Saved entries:
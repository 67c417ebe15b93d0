//! 页面顶部的提示横幅

use crate::error::PortalError;

#[derive(Debug, Clone, Copy, PartialEq, Eq)]
pub enum BannerKind {
    Success,
    Error,
    Info,
}

#[derive(Debug, Clone, PartialEq, Eq)]
pub struct Banner {
    pub kind: BannerKind,
    pub text: String,
}

impl Banner {
    pub fn success(text: impl Into<String>) -> Self {
        Self {
            kind: BannerKind::Success,
            text: text.into(),
        }
    }

    pub fn error(text: impl Into<String>) -> Self {
        Self {
            kind: BannerKind::Error,
            text: text.into(),
        }
    }

    pub fn info(text: impl Into<String>) -> Self {
        Self {
            kind: BannerKind::Info,
            text: text.into(),
        }
    }

    /// 后端提示语优先，否则使用兜底文案
    pub fn from_error(err: &PortalError, fallback: &str) -> Self {
        Self::error(err.banner_text(fallback))
    }

    pub fn is_error(&self) -> bool {
        self.kind == BannerKind::Error
    }
}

### [DIRECTIONS]
Of all the lines in the records, how many have the word "Clone"? Write only the number.

### [TASK RESPONSE]
2